Pablo también advirtió a la Iglesia en Tesalónica que no se asociara con nadie que se niegue a obedecer sus enseñanzas, no para que se sientan condenados, sino para que se sientan avergonzados (2 Tes 3:14-15). Pablo continuó diciendo que la Iglesia debería tratar a esas personas como hermanos, es decir, como miembros de la familia separados con quienes uno espera reconciliarse.
Según lo enseñado por Jesús y practicado por la Iglesia primitiva, la disciplina de la Iglesia, incluida la excomunión, es esencial para el bienestar espiritual del Cuerpo y sus miembros, especialmente, los "malsanos". Cuando se actúa por devoción al mayor bien de los demás, es la esencia del amor, el corazón de toda pastoral fiel.

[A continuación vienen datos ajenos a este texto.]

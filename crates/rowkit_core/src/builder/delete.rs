use crate::builder::{push_key_predicate, push_table, BuildError, BuildResult};
use crate::model::column::Column;
use crate::model::table::Table;
use log::debug;

/// `DELETE FROM t WHERE k1=? AND ...`, keys in declaration order.
#[derive(Debug, Clone)]
pub struct DeleteBuilder<'a> {
    table: &'a Table,
    schema: Option<&'a str>,
    keys: Vec<&'a Column>,
}

impl<'a> DeleteBuilder<'a> {
    pub fn new(table: &'a Table, keys: &[&'a Column]) -> Self {
        Self {
            table,
            schema: table.schema(),
            keys: keys.to_vec(),
        }
    }

    pub fn schema(mut self, schema: Option<&'a str>) -> Self {
        self.schema = schema;
        self
    }

    pub fn build(&self) -> BuildResult<String> {
        if self.keys.is_empty() {
            return Err(BuildError::MissingPrimaryKey {
                statement: "delete",
                table: self.table.name().to_string(),
            });
        }

        let mut sql = String::with_capacity(32 + self.keys.len() * 24);
        sql.push_str("DELETE FROM ");
        push_table(&mut sql, self.table, self.schema);
        sql.push_str(" WHERE ");
        push_key_predicate(&mut sql, &self.keys);

        debug!(
            "event=sql_build module=builder kind=delete table={} sql={}",
            self.table.name(),
            sql
        );
        Ok(sql)
    }
}
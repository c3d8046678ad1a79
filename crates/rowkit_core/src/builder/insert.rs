use crate::builder::{push_identifier, push_table, BuildError, BuildResult};
use crate::model::column::Column;
use crate::model::table::Table;
use log::debug;

/// `INSERT INTO t (keys..., columns...) VALUES (?, ...)`.
///
/// Emits every column it is given: callers pass keys plus the already
/// filtered insertable columns. An empty key list builds an insert that
/// leaves key generation to the store.
#[derive(Debug, Clone)]
pub struct InsertBuilder<'a> {
    table: &'a Table,
    schema: Option<&'a str>,
    keys: Vec<&'a Column>,
    columns: Vec<&'a Column>,
    default_values: bool,
}

impl<'a> InsertBuilder<'a> {
    pub fn new(table: &'a Table, keys: &[&'a Column], columns: &[&'a Column]) -> Self {
        Self {
            table,
            schema: table.schema(),
            keys: keys.to_vec(),
            columns: columns.to_vec(),
            default_values: false,
        }
    }

    /// With no columns at all, emit `INSERT INTO t DEFAULT VALUES` instead
    /// of failing. Used for auto-increment rows whose only value is the key.
    pub fn default_values(mut self, allowed: bool) -> Self {
        self.default_values = allowed;
        self
    }

    /// Overrides the schema the table is qualified with.
    pub fn schema(mut self, schema: Option<&'a str>) -> Self {
        self.schema = schema;
        self
    }

    pub fn build(&self) -> BuildResult<String> {
        let count = self.keys.len() + self.columns.len();
        if count == 0 && self.default_values {
            let mut sql = String::with_capacity(48);
            sql.push_str("INSERT INTO ");
            push_table(&mut sql, self.table, self.schema);
            sql.push_str(" DEFAULT VALUES");
            debug!(
                "event=sql_build module=builder kind=insert table={} sql={}",
                self.table.name(),
                sql
            );
            return Ok(sql);
        }
        if count == 0 {
            return Err(BuildError::EmptyColumnList {
                statement: "insert",
                table: self.table.name().to_string(),
            });
        }

        let mut sql = String::with_capacity(64 + count * 24);
        sql.push_str("INSERT INTO ");
        push_table(&mut sql, self.table, self.schema);
        sql.push_str(" (");
        for (index, column) in self.keys.iter().chain(self.columns.iter()).enumerate() {
            if column.is_derived() {
                return Err(BuildError::DerivedColumn {
                    statement: "insert",
                    column: column.name().to_string(),
                });
            }
            if index > 0 {
                sql.push(',');
            }
            push_identifier(&mut sql, column.name());
        }
        sql.push_str(") VALUES (");
        for index in 0..count {
            if index > 0 {
                sql.push(',');
            }
            sql.push('?');
        }
        sql.push(')');

        debug!(
            "event=sql_build module=builder kind=insert table={} sql={}",
            self.table.name(),
            sql
        );
        Ok(sql)
    }
}

#[cfg(test)]
mod tests {
    use super::InsertBuilder;
    use crate::builder::BuildError;
    use crate::model::column::{Column, ColumnFlags};
    use crate::model::table::Table;

    #[test]
    fn keys_only_insert_is_valid() {
        let table = Table::new("tag");
        let id = Column::primary_key("tag", "id");
        let sql = InsertBuilder::new(&table, &[&id], &[]).build().unwrap();
        assert_eq!(sql, "INSERT INTO `tag` (`id`) VALUES (?)");
    }

    #[test]
    fn schema_qualifies_table() {
        let table = Table::with_schema("tag", "main");
        let id = Column::primary_key("tag", "id");
        let name = Column::single("tag", "name", ColumnFlags::default());
        let sql = InsertBuilder::new(&table, &[&id], &[&name]).build().unwrap();
        assert_eq!(sql, "INSERT INTO `main`.`tag` (`id`,`name`) VALUES (?,?)");
    }

    #[test]
    fn empty_insert_is_rejected() {
        let table = Table::new("tag");
        let err = InsertBuilder::new(&table, &[], &[]).build().unwrap_err();
        assert!(matches!(err, BuildError::EmptyColumnList { .. }));
    }

    #[test]
    fn empty_insert_may_fall_back_to_default_values() {
        let table = Table::with_schema("tag", "main");
        let sql = InsertBuilder::new(&table, &[], &[])
            .default_values(true)
            .build()
            .unwrap();
        assert_eq!(sql, "INSERT INTO `main`.`tag` DEFAULT VALUES");
    }
}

El pecador impenitente que se presenta ante la Mesa de la Comunión lo hace, en la enseñanza de Pablo, de una manera indigna. El pastor que le administra la Comunión con pleno conocimiento de su condición espiritual no solo es culpable de complacencia, cobardía, o peor aún, indiferencia, sino que comparte la culpa de “pecar contra el cuerpo y la sangre de nuestro Señor”, trayendo juicio divino sobre ambos.
Cuando las creencias y comportamientos en las bancas ya no son preocupaciones del púlpito, la Iglesia se ha convertido en una organización más en el mercado de servicios sociales que compite por una participación en el conjunto “espiritual pero no religioso”. La Iglesia que se aleja de la misericordia de la excomunión se vuelve indistinguible de cualquier otro grupo que haga el bien y que no tenga un llamado ni se preocupe por el bienestar moral de sus miembros.
Dado el aumento sostenido de los "nones" durante la última década, el porcentaje de Iglesias que podrían encajar en ese perfil es alarmante. Me recuerda lo que dijo el eclesiástico Joseph Milner sobre el declive moral de Gran Bretaña en el siglo XVIII: "Es una consideración que afecta al reflejar el número de clérigos que hay... sin ninguna preocupación por su propia salvación o la de los rebaños confiados a su cargo".